What did the sink say to the water faucet?
You’re a real drip.
Does a water bed become bouncier when you fill it up with spring water?
What do you call it when it rains ducks and geese?
Fowl weather.
Why are oceans so meticulous?
They like to be pacific.
What do you call dangerous amounts of precipitation?
A rain of terror.
How do you make holy water?
Make sure to boil the hell out of it.
What did one body of water say to the other?
"Do you sea what I sea?"
What is another king’s favorite type of precipitation?
Reign!
What do you get when you cross a rabbit with a water hose?
Hare spray.
Did you ever hear the joke about the three holes in the ground?
Well, well, well.
Why don’t you see an ocean in school?
They just can’t wade through all that homework.
My wife first agreed to a date after I gave her a bottle of tonic water.
I Schwepped her off her feet.
What did the egg say to the boiling water?
I might have some trouble getting hard, I just got laid this morning!
Why did the Clydesdale give the pony a glass of water?
Because he was a little horse!
The weatherman said it might get a bit drizzly outside.
You can expect a Lil’ Wayne.
Why couldn’t the fish watch YouTube?
He couldn’t stream the video.
What do you call two days of rain in a row in Seattle?
The weekend.
Did you hear about the scientist who was lab partners with a pot of boiling water?
He had a very esteemed colleague.
My friend couldn't afford to pay his water bill.
So I sent him a “get well soon” card.
Where do meteorologists like to drink after work?
The closest ISOBAR.
Where do doubtful Egyptians get their water from?
Denial River.
There are two reasons why you should never drink toilet water.
Number one.

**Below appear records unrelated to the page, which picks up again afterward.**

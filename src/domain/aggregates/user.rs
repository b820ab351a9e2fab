//! Shop users. Credentials and sessions live outside this service.

use chrono::{DateTime, Utc};
use serde::{Deserialize, Serialize};
use uuid::Uuid;
use validator::Validate;

use crate::domain::aggregates::product::contains_ci;
use crate::{Error, Result};

#[derive(Clone, Debug, PartialEq, Serialize, sqlx::FromRow)]
pub struct User {
    pub id: Uuid,
    pub name: String,
    pub email: String,
    pub phone_number: String,
    pub address: Option<String>,
    pub is_admin: bool,
    pub is_active: bool,
    #[serde(skip_serializing_if = "Option::is_none")]
    pub deleted_at: Option<DateTime<Utc>>,
    pub created_at: DateTime<Utc>,
}

impl User {
    pub fn acts_as_admin(&self) -> bool { self.is_admin && self.is_active }
}

#[derive(Clone, Debug, Deserialize, Validate)]
pub struct NewUser {
    #[validate(length(min = 1, max = 255))]
    pub name: String,
    #[validate(email)]
    pub email: String,
    #[validate(length(min = 1))]
    pub phone_number: String,
    pub address: Option<String>,
    #[serde(default)]
    pub is_admin: bool,
}

#[derive(Clone, Debug, Default, Deserialize, Validate)]
pub struct UpdateUser {
    #[validate(length(min = 1, max = 255))]
    pub name: Option<String>,
    #[validate(length(min = 1))]
    pub phone_number: Option<String>,
    pub address: Option<String>,
    pub is_admin: Option<bool>,
    pub is_active: Option<bool>,
}

/// Rejects a change to an admin-only field unless `actor` is an active admin.
///
/// No actor at all is Unauthenticated; a known actor without admin rights is Forbidden.
pub fn require_admin(field: &str, actor: Option<&User>) -> Result<()> {
    match actor {
        None => Err(Error::unauthenticated(format!("{field} can only be set by an identified admin"))),
        Some(user) if !user.acts_as_admin() => Err(Error::forbidden(format!("only admin can update {field} field"))),
        Some(_) => Ok(()),
    }
}

impl UpdateUser {
    /// First admin-only field the update touches.
    pub fn admin_field(&self) -> Option<&'static str> {
        if self.is_admin.is_some() {
            Some("is_admin")
        } else if self.is_active.is_some() {
            Some("is_active")
        } else {
            None
        }
    }

    pub fn authorize(&self, actor: Option<&User>) -> Result<()> {
        match self.admin_field() {
            Some(field) => require_admin(field, actor),
            None => Ok(()),
        }
    }

    pub fn apply_to(&self, user: &mut User) {
        if let Some(v) = &self.name { user.name = v.clone(); }
        if let Some(v) = &self.phone_number { user.phone_number = v.clone(); }
        if let Some(v) = &self.address { user.address = Some(v.clone()); }
        if let Some(v) = self.is_admin { user.is_admin = v; }
        if let Some(v) = self.is_active { user.is_active = v; }
    }
}

#[derive(Clone, Debug, Default, Deserialize)]
pub struct UserFilter {
    pub search: Option<String>,
    pub is_admin: Option<bool>,
    pub is_active: Option<bool>,
}

impl UserFilter {
    pub fn admins() -> Self { Self { is_admin: Some(true), ..Self::default() } }

    pub fn matches(&self, user: &User) -> bool {
        self.search
            .as_deref()
            .map_or(true, |q| contains_ci(&user.name, q) || contains_ci(&user.email, q) || contains_ci(&user.phone_number, q))
            && self.is_admin.map_or(true, |a| user.is_admin == a)
            && self.is_active.map_or(true, |a| user.is_active == a)
    }
}

#[cfg(test)]
mod tests {
    use super::*;
    use crate::ErrorKind;

    fn user(is_admin: bool, is_active: bool) -> User {
        User {
            id: Uuid::now_v7(),
            name: "Ada Obi".into(),
            email: "ada@example.com".into(),
            phone_number: "08030000000".into(),
            address: None,
            is_admin,
            is_active,
            deleted_at: None,
            created_at: Utc::now(),
        }
    }

    #[test]
    fn test_profile_fields_need_no_admin() {
        let update = UpdateUser { name: Some("Ada".into()), address: Some("Lekki".into()), ..Default::default() };
        assert!(update.authorize(None).is_ok());
    }

    #[test]
    fn test_admin_fields_need_an_active_admin() {
        let promote = UpdateUser { is_admin: Some(true), ..Default::default() };
        assert_eq!(promote.authorize(None).unwrap_err().kind(), ErrorKind::Unauthenticated);
        assert_eq!(promote.authorize(Some(&user(false, true))).unwrap_err().kind(), ErrorKind::Forbidden);
        assert_eq!(promote.authorize(Some(&user(true, false))).unwrap_err().kind(), ErrorKind::Forbidden);
        assert!(promote.authorize(Some(&user(true, true))).is_ok());

        let deactivate = UpdateUser { is_active: Some(false), ..Default::default() };
        let err = deactivate.authorize(Some(&user(false, true))).unwrap_err();
        assert_eq!(err.message(), "only admin can update is_active field");
    }

    #[test]
    fn test_filter_search_covers_email() {
        let filter = UserFilter { search: Some("EXAMPLE".into()), ..Default::default() };
        assert!(filter.matches(&user(false, true)));
        assert!(!UserFilter::admins().matches(&user(false, true)));
    }
}
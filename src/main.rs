//! Bloom Haven Commerce - order management backend for a flower and gift shop

use std::sync::Arc;

use anyhow::{Context, Result};
use axum::http::HeaderValue;
use bloom_haven::http::{router, AppState};
use bloom_haven::paystack::PaystackClient;
use bloom_haven::store::PgStore;
use bloom_haven::{Config, OrderCoordinator};
use sqlx::postgres::PgPoolOptions;
use tower_http::cors::{Any, CorsLayer};
use tower_http::trace::TraceLayer;
use tracing_subscriber::{layer::SubscriberExt, util::SubscriberInitExt};

#[tokio::main]
async fn main() -> Result<()> {
    dotenvy::dotenv().ok();
    tracing_subscriber::registry()
        .with(tracing_subscriber::EnvFilter::try_from_default_env().unwrap_or_else(|_| "info".into()))
        .with(tracing_subscriber::fmt::layer())
        .init();

    let config = Config::from_env()?;

    let pool = PgPoolOptions::new()
        .max_connections(config.db_max_connections)
        .connect(&config.database_url)
        .await
        .context("connecting to postgres")?;
    sqlx::migrate!("./migrations").run(&pool).await?;

    let store = Arc::new(PgStore::new(pool));
    let mut orders = OrderCoordinator::new(store.clone(), config.order_tx_timeout);
    if let Some(url) = &config.nats_url {
        match async_nats::connect(url.as_str()).await {
            Ok(client) => orders = orders.with_events(client),
            Err(e) => tracing::warn!(error = %e, "nats unavailable, order events disabled"),
        }
    }

    let gateway = Arc::new(PaystackClient::new(
        config.paystack_secret_key.clone(),
        config.paystack_callback_url.clone(),
        config.paystack_base_url.clone(),
    ));
    let state = AppState::new(store, orders, gateway, &config.paystack_secret_key);

    let cors = match &config.frontend_url {
        Some(origin) => CorsLayer::new()
            .allow_origin(origin.parse::<HeaderValue>().context("FRONTEND_URL is not a valid origin")?)
            .allow_methods(Any)
            .allow_headers(Any),
        None => CorsLayer::permissive(),
    };
    let app = router(state).layer(TraceLayer::new_for_http()).layer(cors);

    let listener = tokio::net::TcpListener::bind(("0.0.0.0", config.port)).await?;
    tracing::info!("Bloom Haven listening on 0.0.0.0:{}", config.port);
    axum::serve(listener, app).with_graceful_shutdown(shutdown_signal()).await?;
    Ok(())
}

async fn shutdown_signal() {
    if let Err(e) = tokio::signal::ctrl_c().await {
        tracing::error!(error = %e, "could not listen for shutdown signal");
    }
    tracing::info!("shutting down");
}
//! Aggregates module
pub mod dashboard;
pub mod order;
pub mod payment;
pub mod product;
pub mod subscription;
pub mod user;

pub use dashboard::{CategoryProductCount, Dashboard, RECENT_ORDERS};
pub use order::{LinePayment, LineRequest, NewOrder, NewOrderItem, Order, OrderFilter, OrderItem, PlaceOrder, UpdateOrder};
pub use payment::{
    NewPayment, Payment, PaymentFilter, PaystackEvent, PaystackEventFilter, PaystackPayment, PaystackPaymentFilter, UpdatePayment,
    PAYSTACK_PENDING, PAYSTACK_SUCCESS,
};
pub use product::{Category, CategoryFilter, NewCategory, NewProduct, NewStem, Product, ProductFilter, ProductStem, UpdateCategory, UpdateProduct};
pub use subscription::{
    NewSubscription, NewSubscriptionDelivery, NewUserSubscription, Subscription, SubscriptionDelivery, SubscriptionFilter,
    UpdateSubscription, UpdateSubscriptionDelivery, UpdateUserSubscription, UserSubscription, UserSubscriptionFilter,
};
pub use user::{NewUser, UpdateUser, User, UserFilter};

And number two.
If Smart water were actually smart…
Then why did it get bottled?
When does it start to rain money?
When there is change in the weather.
Why does the river never get lost?
She always finds the right pathwave.
Why do poets always write about the sea?
They just can’t fathom her depths.
What can you do if you are the ocean?
Watever you want.
What did one water bottle ask the other water bottle?
Water you doing today?
What is the king’s favorite type of precipitation?
Hail, of course!
How do cows intake water?
by Osmoosis.
What do you call it when you get a month’s worth of rain at once?
England.
What do you call a wet teddy bear?
A drizzly bear.
If your canoe turns upside down in the water, you can wear it on your head.
Because it’s capsized.
A parishioner at my church broke into the holy water tank and splashed some on his infant daughter, saying, "your are hereby baptized!"
That's just not rite.
When you mix a salt and water, you get a solution. When you mix a salt and battery, you get arrested.
RIP to Boiled Water.
You will be sorely mist.
Which weighs less; butane, gasoline or water?
Butane, because it's lighter fluid.
It's really easy to learn white water kayaking
You just go with the flow.
What is the ocean’s favorite lullaby?
Roe, Roe, Roe Your Boat.
HIJKLMNO is the formula for water
H to O.
Why is a river an amazing roommate?
He just likes to go with the flow.
What's a flowing water with living organisms called?
A livestream.
I don't know if I just got hit by freezing rain, but it hurt like hail.
What did one ocean say to another?
Nothing, it just waved.
H20 is water, but what is H204?
It’s for swimming and drinking, of course.
Looking out at the water, a father explains why the ice breaks up in the spring.
The changing sea son.
What type of baseball player gives out all the water?
The Pitcher.
Where do water droplets go to settle arguments?
The Supreme Quart.
Why was the man using ketchup during the rain?
Someone said it was raining cats and hot dogs.
I was so disappointed when I went to the court house themed restaurant and all they gave me was frozen water.
Justice was served.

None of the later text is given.